//! Receiver fan-out and per-atomic orchestration.

use std::sync::Arc;

use super::class_reference::ClassResolution;
use super::lifecycle::Dispatch;
use super::method_lookup::MethodResolution;
use super::return_type::ReturnTypeRequest;
use super::{AtomicOutcome, CallResult};
use crate::analysis::CallArgs;
use crate::ast::{ClassKeyword, InstanceCall, StaticCall};
use crate::context::Context;
use crate::issue::IssueKind;
use crate::ttype::{Atomic, NamedObject, Union};
use crate::types::MethodId;
use crate::{AnalysisResult, Analyzer};

/// The class a receiver atomic resolves the call against.
struct ReceiverTarget {
    fq_class_name: String,
    intersection_types: Vec<NamedObject>,
    /// The receiver as written, generic arguments included.  Generic
    /// binding uses this even when the method is found on an
    /// intersection type.
    object: NamedObject,
}

impl ReceiverTarget {
    fn new(object: &NamedObject) -> Self {
        Self {
            fq_class_name: object.name.clone(),
            intersection_types: object.extra_types.clone(),
            object: object.clone(),
        }
    }
}

impl Analyzer {
    /// Resolve a static call and infer its type.
    ///
    /// Issues go to the analyzer's issue buffer.  `Err(Fatal)` means one
    /// of them was fatal and the enclosing statement should be abandoned.
    pub fn analyze_static_call(&mut self, call: &StaticCall, ctx: &mut Context) -> AnalysisResult<CallResult> {
        let mut args = CallArgs::new(&call.args);
        let mut result = CallResult::default();

        let receiver = match self.resolve_class_reference(call, ctx)? {
            ClassResolution::Receiver(ty) => ty,
            ClassResolution::Indeterminate | ClassResolution::Stopped => return Ok(result),
            ClassResolution::Unknown => {
                self.analyze_call_args(&mut args, ctx)?;
                return Ok(result);
            }
        };
        tracing::trace!(receiver = %receiver, method = ?call.method_name(), "resolving static call");

        for atomic in receiver.types() {
            match self.resolve_for_atomic(call, atomic, &receiver, &mut args, &mut result, ctx)? {
                AtomicOutcome::Success(Some(ty)) => {
                    result.inferred_type = Some(Union::combine_into(result.inferred_type.take(), &ty));
                }
                AtomicOutcome::Success(None) => {}
                AtomicOutcome::Skip => tracing::trace!(%atomic, "receiver atomic skipped"),
            }
        }

        self.finish_static_call(call, &mut args, &result, ctx)?;
        Ok(result)
    }

    fn resolve_for_atomic(
        &mut self,
        call: &StaticCall,
        atomic: &Atomic,
        receiver: &Union,
        args: &mut CallArgs,
        result: &mut CallResult,
        ctx: &mut Context,
    ) -> AnalysisResult<AtomicOutcome> {
        let Some(target) = self.receiver_target(call, atomic, receiver, ctx)? else {
            return Ok(AtomicOutcome::Skip);
        };

        // Dynamic method names leave `method_id` unset; the arguments are
        // evaluated once the fan-out is done.
        let Some(method_name) = call.method_name() else {
            return Ok(AtomicOutcome::Skip);
        };
        result.method_id = Some(MethodId::new(&target.fq_class_name, method_name));

        let resolution = self.lookup_static_method(
            call,
            &target.fq_class_name,
            method_name,
            &target.intersection_types,
            args,
            ctx,
        )?;
        let (method_id, fq_class_name, mut rewritten_args) = match resolution {
            MethodResolution::Found {
                method_id,
                class,
                rewritten_args,
            } => (method_id, class, rewritten_args),
            MethodResolution::Pseudo { method_id, return_type } => {
                result.method_id = Some(method_id);
                return Ok(AtomicOutcome::Success(Some(return_type)));
            }
            MethodResolution::Missing => return Ok(AtomicOutcome::Skip),
        };
        result.method_id = Some(method_id);
        let call_args = rewritten_args.as_mut().unwrap_or(args);

        let project = Arc::clone(self.project());
        let codebase = &project.codebase;
        let Ok(class_storage) = codebase.get_class(&fq_class_name) else {
            return Ok(AtomicOutcome::Skip);
        };

        if class_storage.user_defined
            && ctx.self_class.is_some()
            && ctx.is_collecting()
            && !self.replay_self_call(call, &method_id, ctx)
        {
            return Ok(AtomicOutcome::Skip);
        }

        self.check_class_lifecycle(&class_storage, call, ctx);
        self.check_method_visibility(&method_id, call, ctx)?;

        if self.check_static_context(&method_id, &fq_class_name, call, ctx) == Dispatch::DynamicThis {
            tracing::debug!(method = %method_id, "static-looking call dispatched on $this");
            let instance_call = InstanceCall {
                var_id: "$this".to_string(),
                method: method_id.method().to_string(),
                args: call_args.args().to_vec(),
                span: call.span,
            };
            let ty = self.analyze_instance_call_with(&instance_call, call_args, ctx)?;
            return Ok(AtomicOutcome::Success(ty));
        }

        self.check_method_lifecycle(&method_id, call, ctx);

        let declaring_method_id = codebase.declaring_method_id(&method_id).unwrap_or(method_id);
        let mut templates = codebase.bind_receiver_templates(&target.object, declaring_method_id.class());
        self.check_method_args(&method_id, call_args, &mut templates, call.span, ctx)?;

        // `parent::` calls keep the caller as the late-bound class.
        let static_class = match (call.class.keyword(), ctx.self_class.as_deref()) {
            (Some(ClassKeyword::Parent), Some(self_class)) => self_class.to_string(),
            _ => fq_class_name.clone(),
        };
        let request = ReturnTypeRequest {
            call,
            method_id: &method_id,
            declaring_method_id: &declaring_method_id,
            fq_class_name: &fq_class_name,
            static_class: &static_class,
            receiver: &target.object,
            templates: &templates,
        };
        let mut return_type = self.infer_return_type(&request, call_args, ctx)?;

        self.apply_call_assertions(&method_id, call_args, &templates, result, ctx);
        self.run_after_call_plugins(call, &method_id, &mut return_type, ctx);
        self.node_data.add_reference(call.method_span(), format!("{method_id}()"));

        Ok(AtomicOutcome::Success(return_type))
    }

    /// Map one receiver atomic to the class the call targets.  `None`
    /// skips the atomic; the reason has been reported where one applies.
    fn receiver_target(
        &mut self,
        call: &StaticCall,
        atomic: &Atomic,
        receiver: &Union,
        ctx: &mut Context,
    ) -> AnalysisResult<Option<ReceiverTarget>> {
        let span = call.span;
        match atomic {
            Atomic::NamedObject(object) => {
                if !self.check_class_exists(&object.name, span, ctx)? {
                    return Ok(None);
                }
                Ok(Some(ReceiverTarget::new(object)))
            }
            Atomic::ClassString { as_type: Some(bound) } => {
                if !self.check_class_exists(&bound.name, span, ctx)? {
                    return Ok(None);
                }
                Ok(Some(ReceiverTarget::new(bound)))
            }
            Atomic::LiteralClassString(name) => {
                if !self.check_class_exists(name, span, ctx)? {
                    return Ok(None);
                }
                Ok(Some(ReceiverTarget::new(&NamedObject::new(name.clone()))))
            }
            Atomic::TemplateParam { as_type, .. }
                if !as_type.is_mixed() && !as_type.types().iter().any(|t| matches!(t, Atomic::Object)) =>
            {
                match as_type.types().first() {
                    Some(Atomic::NamedObject(object)) => Ok(Some(ReceiverTarget::new(object))),
                    Some(_) => Ok(None),
                    None => {
                        let _ = self.report(
                            IssueKind::UndefinedClass,
                            format!("Type {as_type} cannot be called as a class"),
                            span,
                            ctx,
                        );
                        Ok(None)
                    }
                }
            }
            Atomic::Mixed | Atomic::TemplateParam { .. } | Atomic::ClassString { as_type: None } => {
                let _ = self.report(
                    IssueKind::MixedMethodCall,
                    "Cannot call method on an unknown class",
                    span,
                    ctx,
                );
                Ok(None)
            }
            Atomic::String | Atomic::LiteralString(_) | Atomic::NumericString => {
                if self.config().allow_string_standin_for_class && !matches!(atomic, Atomic::NumericString) {
                    return Ok(None);
                }
                self.report_or_fatal(
                    IssueKind::InvalidStringClass,
                    "String cannot be used as a class",
                    span,
                    ctx,
                )?;
                Ok(None)
            }
            Atomic::Null if receiver.ignore_nullable_issues => Ok(None),
            other => {
                let _ = self.report(
                    IssueKind::UndefinedClass,
                    format!("Type {other} cannot be called as a class"),
                    span,
                    ctx,
                );
                Ok(None)
            }
        }
    }
}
⁂
**Task prompt**
Reproduce, exactly and without additions, the run of lines from the start of the listing above to the line bearing "use crate::issue::IssueKind;", inclusive.

**Answer**
//! Receiver fan-out and per-atomic orchestration.

use std::sync::Arc;

use super::class_reference::ClassResolution;
use super::lifecycle::Dispatch;
use super::method_lookup::MethodResolution;
use super::return_type::ReturnTypeRequest;
use super::{AtomicOutcome, CallResult};
use crate::analysis::CallArgs;
use crate::ast::{ClassKeyword, InstanceCall, StaticCall};
use crate::context::Context;
use crate::issue::IssueKind;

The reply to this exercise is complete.